5. Learned counsel for the, appellant urged that in the Travancore Child Marriage Restraint Act, 1116, there is a special provision Under Section 11 under which the Government may notify exempting any marriage in Travancore from the operation of the Travancore Child Marriage Restraint Act and by implication it should be held that if any marriage is not exempted it will be void. There is absolutely no substance in this contention. A perusal of the provisions of the Travancore Child Marriage Restraint Act clearly shows that a. marriage below a certain age; limit, though prohibited, is not rendered invalid by any of the provisions therein. It has been held that a contravention of the provisions of the Child Marriage Restraint Act (Indian Act 19 of 1929) does not render the marriage invalid. We are clearly of the opinion that the same principle applies to marriages in Travancore-Cochin governed by the Tranvancore Child Marriage Restraint Act, and the provision for exemption Under Section 11 does not make any difference whatsoever.

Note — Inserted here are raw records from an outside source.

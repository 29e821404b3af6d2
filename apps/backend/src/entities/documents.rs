use sea_orm::entity::prelude::*;
use serde::{Deserialize, Serialize};
use time::OffsetDateTime;

/// One stored document of any collection.
#[derive(Clone, Debug, PartialEq, DeriveEntityModel, Serialize, Deserialize)]
#[sea_orm(table_name = "documents")]
pub struct Model {
    #[sea_orm(primary_key)]
    pub seq: i64,
    pub collection: String,
    #[sea_orm(column_name = "doc_id")]
    pub doc_id: String,
    #[sea_orm(column_type = "JsonBinary")]
    pub body: Json,
    #[sea_orm(column_name = "created_at")]
    pub created_at: OffsetDateTime,
}

#[derive(Copy, Clone, Debug, EnumIter, DeriveRelation)]
pub enum Relation {}

impl ActiveModelBehavior for ActiveModel {}
use std::future::{ready, Ready};

use actix_web::dev::Payload;
use actix_web::{FromRequest, HttpMessage, HttpRequest};

use crate::auth::claims::IdentityClaim;
use crate::error::AppError;

/// Handlers behind the session gate receive the verified identity this way.
/// Used on an ungated route it fails with `Unauthenticated`.
impl FromRequest for IdentityClaim {
    type Error = AppError;
    type Future = Ready<Result<Self, Self::Error>>;

    fn from_request(req: &HttpRequest, _payload: &mut Payload) -> Self::Future {
        ready(
            req.extensions()
                .get::<IdentityClaim>()
                .cloned()
                .ok_or_else(AppError::unauthenticated),
        )
    }
}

6. Lastly learned counsel for the appellant reiterated the same plea that the marriage is invalid on the ground that it took place without the consent of the appellant's father. In the first place it must be mentioned that this objection does not appear to have been pressed or urged in. the course of the trial and not even argued before the trial Court. Jagadisan, J. after an elaborate reference to the case law has held that the marriage cannot be held invalid for want of proof that the defendant's guardian consented to the same. We entirely agree with the learned Judge. In the first place it must be presumed that the marriage took place with the consent of the guardian of the defendant, especially when the objection is raised after such a long interval. The plaintiff specially alleged in her reply statement that the marriage was conducted with the consent of the defendant's parents and elders. Yet, not only no specific issue was raised touching this particular aspect of the matter but the defendant did not even rely upon this before the trial Court. Under those circumstances we are clearly of the opinion, 'that the defendant ought not to be permitted to raise this plea. As the law on the point is too clear and well settled it is wholly unnecessary to refer to case law in detail, and it is sufficient to refer to the statement of the law in Mulla's Hindu Law, 12th Edn. Section 434, pages 608 and 609. A marriage once performed and solemnised though it be without the consent of the guardian, is a valid marriage. For all the reasons mentioned above the appeal is dismissed with costs.